Autosomal Dominant vs Autosomal Recessive Polycystic Kidney Disease (PKD)

Polycystic Kidney Disease (PKD) is a genetic disorder characterized by the presence of cysts or other abnormalities in multiple organs including the kidneys. People with PKD are at increased risk of developing certain health problems such as high blood pressure, heart failure, diabetes mellitus, and various types of cancer. There is no cure for PKD. Treatment options include dialysis, medications, surgery and sometimes both.

The term “polycystic” refers to the number of small sacs (glomeruli) in each kidney. Each of these small sacs is a tiny, fluid-filled compartment in the kidney that filters waste from the blood.

When cysts form, these compartments or units are replaced by sacs.

PKD is a genetic disorder. In autosomal dominant polycystic kidney disease, one copy of the defective gene is inherited from a parent and the other copy is acquired from the other parent.

In this situation, you have one chance in two (50 percent) of passing on the mutated gene to each of your children.

You may not notice symptoms of this condition until later in life. During your teens and 20s, you may experience pain in your side, especially while exercising or during menstruation.

As you age, you may be more prone to kidney cancer and kidney failure.
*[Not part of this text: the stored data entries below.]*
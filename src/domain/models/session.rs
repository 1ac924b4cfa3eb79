//! Domain models for investigation sessions.
//!
//! A session tracks one investigation from request to decision: its status,
//! the supervisor's macro phase, a log stream, the agents it spawned, and the
//! reports and final result they produced.
use chrono::{DateTime, Utc};
use serde::{Deserialize, Serialize};
use std::fmt;

use super::aggregation::AggregatedResult;
use super::investigation::InvestigationRequest;
use super::scenario::ScenarioResult;
use crate::domain::errors::{DomainError, DomainResult};

/// Session lifecycle status
#[derive(Debug, Clone, Copy, PartialEq, Eq, Hash, Serialize, Deserialize)]
#[serde(rename_all = "lowercase")]
pub enum SessionStatus {
    /// Created, supervisor not yet running
    Initializing,
    Running,
    /// Terminated with a confident decision
    Complete,
    /// Terminated without a decision
    Error,
    /// Terminated by the caller
    Cancelled,
}

impl SessionStatus {
    pub const fn as_str(self) -> &'static str {
        match self {
            Self::Initializing => "initializing",
            Self::Running => "running",
            Self::Complete => "complete",
            Self::Error => "error",
            Self::Cancelled => "cancelled",
        }
    }

    pub const fn is_terminal(self) -> bool {
        matches!(self, Self::Complete | Self::Error | Self::Cancelled)
    }

    /// Whether `self -> next` is a legal transition.
    pub const fn can_transition_to(self, next: Self) -> bool {
        match self {
            Self::Initializing => !matches!(next, Self::Initializing),
            Self::Running => !matches!(next, Self::Initializing | Self::Running),
            Self::Complete | Self::Error | Self::Cancelled => false,
        }
    }
}

impl fmt::Display for SessionStatus {
    fn fmt(&self, f: &mut fmt::Formatter<'_>) -> fmt::Result {
        f.write_str(self.as_str())
    }
}

/// Phase of the supervisor's macro-cycle.
#[derive(Debug, Clone, Copy, PartialEq, Eq, Serialize, Deserialize)]
#[serde(rename_all = "lowercase")]
pub enum MacroPhase {
    Observe,
    Orient,
    Decide,
    Act,
    Evaluate,
}

impl MacroPhase {
    pub const ALL: [Self; 5] = [
        Self::Observe,
        Self::Orient,
        Self::Decide,
        Self::Act,
        Self::Evaluate,
    ];

    pub const fn as_str(self) -> &'static str {
        match self {
            Self::Observe => "observe",
            Self::Orient => "orient",
            Self::Decide => "decide",
            Self::Act => "act",
            Self::Evaluate => "evaluate",
        }
    }

    pub const fn ordinal(self) -> u32 {
        match self {
            Self::Observe => 0,
            Self::Orient => 1,
            Self::Decide => 2,
            Self::Act => 3,
            Self::Evaluate => 4,
        }
    }
}

impl fmt::Display for MacroPhase {
    fn fmt(&self, f: &mut fmt::Formatter<'_>) -> fmt::Result {
        f.write_str(self.as_str())
    }
}

/// Why a session ended in `error` or `cancelled`.
#[derive(Debug, Clone, Copy, PartialEq, Eq, Serialize, Deserialize)]
#[serde(rename_all = "snake_case")]
pub enum FailureKind {
    /// Iteration budget exhausted without a confident decision
    NoSolutionFound,
    Configuration,
    /// Unrecoverable error in the supervisor
    Crashed,
    Cancelled,
}

impl FailureKind {
    pub const fn as_str(self) -> &'static str {
        match self {
            Self::NoSolutionFound => "no_solution_found",
            Self::Configuration => "configuration",
            Self::Crashed => "crashed",
            Self::Cancelled => "cancelled",
        }
    }
}

#[derive(Debug, Clone, PartialEq, Eq, Serialize, Deserialize)]
pub struct SessionFailure {
    pub kind: FailureKind,
    pub message: String,
}

impl SessionFailure {
    pub fn new(kind: FailureKind, message: impl Into<String>) -> Self {
        Self {
            kind,
            message: message.into(),
        }
    }
}

/// One line of the session's observable log stream.
#[derive(Debug, Clone, PartialEq, Eq, Serialize, Deserialize)]
pub struct LogEntry {
    pub timestamp: DateTime<Utc>,
    /// Agent id or `session`
    pub source: String,
    pub message: String,
}

#[derive(Debug, Clone, Copy, PartialEq, Eq, Serialize, Deserialize)]
#[serde(rename_all = "lowercase")]
pub enum AgentKind {
    Supervisor,
    Scenario,
}

#[derive(Debug, Clone, Copy, PartialEq, Eq, Serialize, Deserialize)]
#[serde(rename_all = "lowercase")]
pub enum AgentStatus {
    Initializing,
    Running,
    Complete,
    Error,
}

impl AgentStatus {
    pub const fn is_terminal(self) -> bool {
        matches!(self, Self::Complete | Self::Error)
    }
}

/// An agent tracked by the session: the supervisor itself or one trial.
#[derive(Debug, Clone, PartialEq, Eq, Serialize, Deserialize)]
pub struct AgentState {
    pub id: String,
    pub kind: AgentKind,
    pub status: AgentStatus,
    /// 0-100
    pub progress: u8,
    #[serde(default)]
    pub branch: Option<String>,
    #[serde(default)]
    pub error: Option<String>,
    pub updated_at: DateTime<Utc>,
}

impl AgentState {
    pub fn supervisor(id: impl Into<String>) -> Self {
        Self::new(id, AgentKind::Supervisor, None)
    }

    pub fn scenario(id: impl Into<String>, branch: impl Into<String>) -> Self {
        Self::new(id, AgentKind::Scenario, Some(branch.into()))
    }

    fn new(id: impl Into<String>, kind: AgentKind, branch: Option<String>) -> Self {
        Self {
            id: id.into(),
            kind,
            status: AgentStatus::Initializing,
            progress: 0,
            branch,
            error: None,
            updated_at: Utc::now(),
        }
    }

    /// Apply an update unless the agent already finished. Returns whether it applied.
    pub fn update(&mut self, status: AgentStatus, progress: u8, error: Option<String>) -> bool {
        if self.status.is_terminal() {
            return false;
        }
        self.status = status;
        self.progress = progress.min(100);
        if error.is_some() {
            self.error = error;
        }
        self.updated_at = Utc::now();
        true
    }
}

/// One investigation, owned by its supervisor and read by callers.
#[derive(Debug, Clone, PartialEq, Serialize, Deserialize)]
pub struct Session {
    pub id: String,
    pub status: SessionStatus,
    pub request: InvestigationRequest,
    pub phase: MacroPhase,
    /// 1-based; 0 before the first iteration starts
    pub iteration: u32,
    /// 0-100
    pub progress: u8,
    pub logs: Vec<LogEntry>,
    pub agents: Vec<AgentState>,
    pub scenario_results: Vec<ScenarioResult>,
    pub final_result: Option<AggregatedResult>,
    pub failure: Option<SessionFailure>,
    pub created_at: DateTime<Utc>,
    pub last_checked: DateTime<Utc>,
}

impl Session {
    pub fn new(id: impl Into<String>, request: InvestigationRequest) -> Self {
        let now = Utc::now();
        Self {
            id: id.into(),
            status: SessionStatus::Initializing,
            request,
            phase: MacroPhase::Observe,
            iteration: 0,
            progress: 0,
            logs: Vec::new(),
            agents: Vec::new(),
            scenario_results: Vec::new(),
            final_result: None,
            failure: None,
            created_at: now,
            last_checked: now,
        }
    }

    /// `session-<millis>-<8 hex>`
    pub fn generate_id() -> String {
        let suffix = uuid::Uuid::new_v4().simple().to_string();
        format!("session-{}-{}", Utc::now().timestamp_millis(), &suffix[..8])
    }

    pub fn transition_to(&mut self, next: SessionStatus) -> DomainResult<()> {
        if !self.status.can_transition_to(next) {
            return Err(DomainError::InvalidStateTransition {
                from: self.status.to_string(),
                to: next.to_string(),
                reason: if self.status.is_terminal() {
                    "session already terminated".to_string()
                } else {
                    "transition not allowed".to_string()
                },
            });
        }
        self.status = next;
        Ok(())
    }

    /// Terminate with a confident decision.
    pub fn complete(&mut self, result: AggregatedResult) -> DomainResult<()> {
        self.transition_to(SessionStatus::Complete)?;
        self.progress = 100;
        self.final_result = Some(result);
        Ok(())
    }

    /// Terminate without a decision. Cancellation ends in `cancelled`, anything else in `error`.
    pub fn fail(&mut self, failure: SessionFailure) -> DomainResult<()> {
        let next = if failure.kind == FailureKind::Cancelled {
            SessionStatus::Cancelled
        } else {
            SessionStatus::Error
        };
        self.transition_to(next)?;
        self.failure = Some(failure);
        Ok(())
    }

    pub fn log(&mut self, source: impl Into<String>, message: impl Into<String>) {
        self.logs.push(LogEntry {
            timestamp: Utc::now(),
            source: source.into(),
            message: message.into(),
        });
    }

    pub fn agent_mut(&mut self, agent_id: &str) -> Option<&mut AgentState> {
        self.agents.iter_mut().find(|a| a.id == agent_id)
    }
}

#[cfg(test)]
mod tests {
    use super::*;

    fn session() -> Session {
        Session::new("session-1", InvestigationRequest::new("boom", "/tmp"))
    }

    #[test]
    fn test_terminal_states_are_sticky() {
        for terminal in [
            SessionStatus::Complete,
            SessionStatus::Error,
            SessionStatus::Cancelled,
        ] {
            let mut s = session();
            s.transition_to(SessionStatus::Running).unwrap();
            s.transition_to(terminal).unwrap();
            for next in [
                SessionStatus::Initializing,
                SessionStatus::Running,
                SessionStatus::Complete,
                SessionStatus::Error,
                SessionStatus::Cancelled,
            ] {
                assert!(s.transition_to(next).is_err());
                assert_eq!(s.status, terminal);
            }
        }
    }

    #[test]
    fn test_running_cannot_go_back_to_initializing() {
        let mut s = session();
        s.transition_to(SessionStatus::Running).unwrap();
        assert!(matches!(
            s.transition_to(SessionStatus::Initializing),
            Err(DomainError::InvalidStateTransition { .. })
        ));
    }

    #[test]
    fn test_fail_with_cancelled_kind_ends_cancelled() {
        let mut s = session();
        s.fail(SessionFailure::new(FailureKind::Cancelled, "by user"))
            .unwrap();
        assert_eq!(s.status, SessionStatus::Cancelled);
        assert!(s.complete(AggregatedResult::no_solution()).is_err());
        assert!(s.final_result.is_none());
    }

    #[test]
    fn test_agent_updates_stop_after_terminal_status() {
        let mut agent = AgentState::scenario("scenario-1-1", "debug-x-1-0");
        assert!(agent.update(AgentStatus::Running, 10, None));
        assert!(agent.update(AgentStatus::Error, 100, Some("cancelled".into())));
        assert!(!agent.update(AgentStatus::Complete, 100, None));
        assert_eq!(agent.status, AgentStatus::Error);
        assert_eq!(agent.error.as_deref(), Some("cancelled"));
    }

    #[test]
    fn test_generated_ids_are_unique() {
        let a = Session::generate_id();
        let b = Session::generate_id();
        assert!(a.starts_with("session-"));
        assert_ne!(a, b);
    }
}
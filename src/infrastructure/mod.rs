//! Infrastructure layer: configuration loading and logging.

pub mod config;
pub mod logging;
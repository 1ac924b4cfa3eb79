//! Scenario configs handed to trial workers and the reports they write back.

use chrono::{DateTime, Utc};
use serde::{Deserialize, Serialize};
use std::fmt;
use std::path::PathBuf;
use std::sync::atomic::{AtomicU32, Ordering};
use std::time::Duration;

use super::hypothesis::Hypothesis;
use super::investigation::{InvestigationRequest, SessionScope};
use super::metrics::{clamp_unit, deserialize_unit, AnalysisMetrics};

/// Everything one trial worker needs to test one hypothesis.
///
/// Created by the supervisor at decide time; consumed by exactly one worker.
#[derive(Debug, Clone, PartialEq, Eq, Serialize, Deserialize)]
#[serde(rename_all = "snake_case")]
pub struct ScenarioConfig {
    pub id: String,
    pub session_id: String,
    pub iteration: u32,
    pub hypothesis: Hypothesis,
    /// Branch checked out in the workspace; provisioned by the supervisor
    pub branch_name: String,
    pub workspace_path: PathBuf,
    pub request: InvestigationRequest,
    /// Root of the memory bank the report is written under
    pub data_root: PathBuf,
    pub timeout_ms: u64,
    pub started_at: DateTime<Utc>,
}

impl ScenarioConfig {
    pub const fn timeout(&self) -> Duration {
        Duration::from_millis(self.timeout_ms)
    }

    pub fn scope(&self) -> SessionScope {
        SessionScope::new(&self.session_id, &self.request.repo_path)
    }
}

/// Hands out collision-free branch names for one session.
///
/// Names combine the session id, a session-wide ordinal and the spawn
/// timestamp. The ordinal alone keeps names distinct within a millisecond.
#[derive(Debug)]
pub struct BranchNamer {
    session_id: String,
    next_ordinal: AtomicU32,
}

impl BranchNamer {
    pub fn new(session_id: impl Into<String>) -> Self {
        Self {
            session_id: session_id.into(),
            next_ordinal: AtomicU32::new(1),
        }
    }

    /// Reserve the next ordinal and return it with its branch name.
    pub fn next(&self, spawned_at: DateTime<Utc>) -> (u32, String) {
        let ordinal = self.next_ordinal.fetch_add(1, Ordering::Relaxed);
        let name = branch_name(&self.session_id, ordinal, spawned_at.timestamp_millis());
        (ordinal, name)
    }
}

pub fn branch_name(session_id: &str, ordinal: u32, spawned_at_ms: i64) -> String {
    format!("debug-{session_id}-{ordinal}-{spawned_at_ms}")
}

/// How a trial ended.
#[derive(Debug, Clone, Copy, PartialEq, Eq, Hash, Serialize, Deserialize)]
#[serde(rename_all = "snake_case")]
pub enum Termination {
    /// The model emitted a report block
    Reported,
    EmptyCompletion,
    CompletionFailed,
    TimedOut,
    Cancelled,
    /// The worker died without writing a report
    Crashed,
    /// The workspace or capability connection could not be set up
    SetupFailed,
}

impl Termination {
    pub const fn as_str(self) -> &'static str {
        match self {
            Self::Reported => "reported",
            Self::EmptyCompletion => "empty_completion",
            Self::CompletionFailed => "completion_failed",
            Self::TimedOut => "timed_out",
            Self::Cancelled => "cancelled",
            Self::Crashed => "crashed",
            Self::SetupFailed => "setup_failed",
        }
    }

    /// Process exit code of a worker that ended this way.
    pub const fn exit_code(self) -> i32 {
        match self {
            Self::Reported => 0,
            _ => 1,
        }
    }
}

impl fmt::Display for Termination {
    fn fmt(&self, f: &mut fmt::Formatter<'_>) -> fmt::Result {
        f.write_str(self.as_str())
    }
}

/// The report a trial worker writes exactly once.
#[derive(Debug, Clone, PartialEq, Serialize, Deserialize)]
#[serde(rename_all = "snake_case")]
pub struct ScenarioResult {
    /// Matches the `ScenarioConfig` id
    pub id: String,
    pub hypothesis_type: String,
    pub hypothesis: String,
    #[serde(default)]
    pub fix_attempted: String,
    #[serde(default)]
    pub findings: String,
    pub success: bool,
    #[serde(deserialize_with = "deserialize_unit")]
    pub confidence: f64,
    #[serde(default)]
    pub explanation: String,
    /// Diff of the changes the trial made against its base revision
    #[serde(default)]
    pub changes: Option<String>,
    #[serde(default)]
    pub metrics: AnalysisMetrics,
    pub termination: Termination,
    pub completed_at: DateTime<Utc>,
}

impl ScenarioResult {
    /// An unsuccessful report for `hypothesis` with zero confidence.
    pub fn new(id: impl Into<String>, hypothesis: &Hypothesis) -> Self {
        Self {
            id: id.into(),
            hypothesis_type: hypothesis.kind.clone(),
            hypothesis: hypothesis.description.clone(),
            fix_attempted: String::new(),
            findings: String::new(),
            success: false,
            confidence: 0.0,
            explanation: String::new(),
            changes: None,
            metrics: AnalysisMetrics::default(),
            termination: Termination::Reported,
            completed_at: Utc::now(),
        }
    }

    /// A failure report for a trial that never produced one of its own.
    pub fn failed(
        config: &ScenarioConfig,
        termination: Termination,
        explanation: impl Into<String>,
    ) -> Self {
        let explanation = explanation.into();
        let mut result = Self::new(&config.id, &config.hypothesis);
        result.findings.clone_from(&explanation);
        result.explanation = explanation;
        result.termination = termination;
        result.metrics.adaptation.attempt_number = config.iteration;
        result
    }

    #[must_use]
    pub fn with_confidence(mut self, confidence: f64) -> Self {
        self.confidence = clamp_unit(confidence);
        self
    }

    #[must_use]
    pub fn succeeded(mut self) -> Self {
        self.success = true;
        self
    }

    #[must_use]
    pub fn with_explanation(mut self, explanation: impl Into<String>) -> Self {
        self.explanation = explanation.into();
        self
    }

    #[must_use]
    pub fn with_resources<I, S>(mut self, resources: I) -> Self
    where
        I: IntoIterator<Item = S>,
        S: Into<String>,
    {
        self.metrics
            .progress
            .resources_used
            .extend(resources.into_iter().map(Into::into));
        self
    }

    /// First extracted insight: the explanation, else the attempted fix.
    pub fn insight(&self) -> &str {
        [self.explanation.trim(), self.fix_attempted.trim()]
            .into_iter()
            .find(|s| !s.is_empty())
            .unwrap_or("unknown fix")
    }
}

/// How a launched worker ended, as seen by the supervisor.
#[derive(Debug, Clone, PartialEq, Eq)]
pub enum WorkerExit {
    Exited { code: i32 },
    TimedOut,
    Cancelled,
    Crashed(String),
}

impl WorkerExit {
    /// Termination recorded when the worker left no report behind.
    pub const fn missing_report_termination(&self) -> Termination {
        match self {
            Self::TimedOut => Termination::TimedOut,
            Self::Cancelled => Termination::Cancelled,
            Self::Exited { .. } | Self::Crashed(_) => Termination::Crashed,
        }
    }

    pub fn describe(&self) -> String {
        match self {
            Self::Exited { code } => format!("worker exited with code {code}"),
            Self::TimedOut => "worker exceeded its wall-clock budget and was reaped".to_string(),
            Self::Cancelled => "worker was terminated by session cancellation".to_string(),
            Self::Crashed(reason) => format!("worker crashed: {reason}"),
        }
    }
}
//! Git worktree provisioning.
//!
//! Every trial gets its own worktree on its own branch, created from the
//! repository's current HEAD, so concurrent trials never share a checkout.
//!
//! # Layout
//!
//! - Worktree path: `<data_root>/worktrees/<project_id>/<branch>`
//! - Branch: whatever the supervisor named it (`debug-<session>-<n>-<ms>`)

use async_trait::async_trait;
use std::path::{Path, PathBuf};
use std::process::Stdio;
use tokio::process::Command;
use tracing::{debug, error, info, instrument, warn};

use crate::domain::errors::{DomainError, DomainResult};
use crate::domain::models::project_id;
use crate::domain::ports::WorkspaceProvisioner;

/// Provisions trial workspaces as git worktrees of the investigated repository.
#[derive(Debug, Clone)]
pub struct GitWorktreeProvisioner {
    root: PathBuf,
}

impl GitWorktreeProvisioner {
    /// `data_root` is the directory that holds the memory bank; worktrees
    /// live under its `worktrees/` subdirectory.
    pub fn new(data_root: impl AsRef<Path>) -> Self {
        Self {
            root: data_root.as_ref().join("worktrees"),
        }
    }

    /// Where the worktree for `branch` of `repo` is placed.
    pub fn workspace_path(&self, repo: &Path, branch: &str) -> DomainResult<PathBuf> {
        let path = self.root.join(project_id(repo)).join(branch);
        std::path::absolute(&path).map_err(|e| {
            DomainError::Workspace(format!("cannot resolve {}: {e}", path.display()))
        })
    }

    async fn branch_exists(repo: &Path, branch: &str) -> bool {
        Command::new("git")
            .arg("-C")
            .arg(repo)
            .args(["show-ref", "--verify", "--quiet", &format!("refs/heads/{branch}")])
            .stdout(Stdio::null())
            .stderr(Stdio::null())
            .status()
            .await
            .map(|s| s.success())
            .unwrap_or(false)
    }

    async fn git(repo: &Path, args: &[&str]) -> DomainResult<std::process::Output> {
        Command::new("git")
            .arg("-C")
            .arg(repo)
            .args(args)
            .stdout(Stdio::piped())
            .stderr(Stdio::piped())
            .output()
            .await
            .map_err(|e| DomainError::Workspace(format!("failed to run git {}: {e}", args.join(" "))))
    }
}

#[async_trait]
impl WorkspaceProvisioner for GitWorktreeProvisioner {
    #[instrument(skip(self), fields(repo = %repo.display()))]
    async fn provision(&self, repo: &Path, branch: &str) -> DomainResult<PathBuf> {
        let workspace = self.workspace_path(repo, branch)?;

        if Self::branch_exists(repo, branch).await {
            return Err(DomainError::Workspace(format!(
                "branch '{branch}' already exists"
            )));
        }
        if workspace.exists() {
            warn!(workspace = %workspace.display(), "Removing stale workspace directory");
            tokio::fs::remove_dir_all(&workspace).await?;
        }
        if let Some(parent) = workspace.parent() {
            tokio::fs::create_dir_all(parent).await?;
        }

        let path = workspace.to_string_lossy();
        let output = Self::git(repo, &["worktree", "add", "-b", branch, &path, "HEAD"]).await?;
        if !output.status.success() {
            let stderr = String::from_utf8_lossy(&output.stderr);
            error!(
                branch = %branch,
                workspace = %workspace.display(),
                stderr = %stderr.trim(),
                "Failed to create git worktree"
            );
            return Err(DomainError::Workspace(format!(
                "git worktree add failed: {}",
                stderr.trim()
            )));
        }

        info!(branch = %branch, workspace = %workspace.display(), "Trial workspace provisioned");
        Ok(workspace)
    }

    #[instrument(skip(self), fields(repo = %repo.display()))]
    async fn reclaim(&self, repo: &Path, workspace: &Path, branch: &str) -> DomainResult<()> {
        if workspace.exists() {
            let path = workspace.to_string_lossy();
            let output = Self::git(repo, &["worktree", "remove", "--force", &path]).await?;
            if !output.status.success() {
                warn!(
                    workspace = %workspace.display(),
                    stderr = %String::from_utf8_lossy(&output.stderr).trim(),
                    "git worktree remove failed, deleting directory"
                );
                tokio::fs::remove_dir_all(workspace).await?;
            }
        }

        let prune = Self::git(repo, &["worktree", "prune"]).await?;
        if !prune.status.success() {
            debug!(
                stderr = %String::from_utf8_lossy(&prune.stderr).trim(),
                "git worktree prune failed"
            );
        }

        if Self::branch_exists(repo, branch).await {
            let output = Self::git(repo, &["branch", "-D", branch]).await?;
            if !output.status.success() {
                let stderr = String::from_utf8_lossy(&output.stderr);
                return Err(DomainError::Workspace(format!(
                    "failed to delete branch '{branch}': {}",
                    stderr.trim()
                )));
            }
        }

        info!(branch = %branch, "Trial workspace reclaimed");
        Ok(())
    }
}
The condition is called Autosomal Dominant because only one copy of the altered gene is necessary for the disease to manifest itself.

Autosomal Dominant vs Autosomal Recessive Polycystic Kidney Disease (PKD) - |

Autosomal means that the mutated gene responsible for the condition is located on one of the non-gender determining chromosomes (Chromosomes 1-22). The prefix “autosomal” is derived from the Greek word autosomalias meaning “self”, which describes the fact that both men and women are equally likely to inherit the condition.

The word dominant describes the gene action or description of a single copy of a gene determining the appearance of a feature (or disease) in an individual. For example if an individual has a single copy of a mutated gene they have the disease.

The allele responsible for autosomal dominant conditions is commonly denoted with the letter “.1” and the unaffected allele is denoted with the letter “.2”.

Other examples of dominant conditions are Huntington disease, Cystic Fibrosis and Fragile X syndrome.

The word polycystic is the adjectival form of the word polycystic and means affected by or suffering from cysts.

The condition is inherited in an autosomal dominant manner. This means the disease manifests itself if a child inherits the mutated gene from either parent.

Autosomal Dominant vs Autosomal Recessive Polycystic Kidney Disease (PKD) - | Medical News

If both parents have the disease, all of their children will have the disease. The child will usually inherit the mutated gene from one of the parents.

If one parent has the disease and the other parent is unaffected, each child has a 50 percent chance of inheriting the mutated gene that causes the disease.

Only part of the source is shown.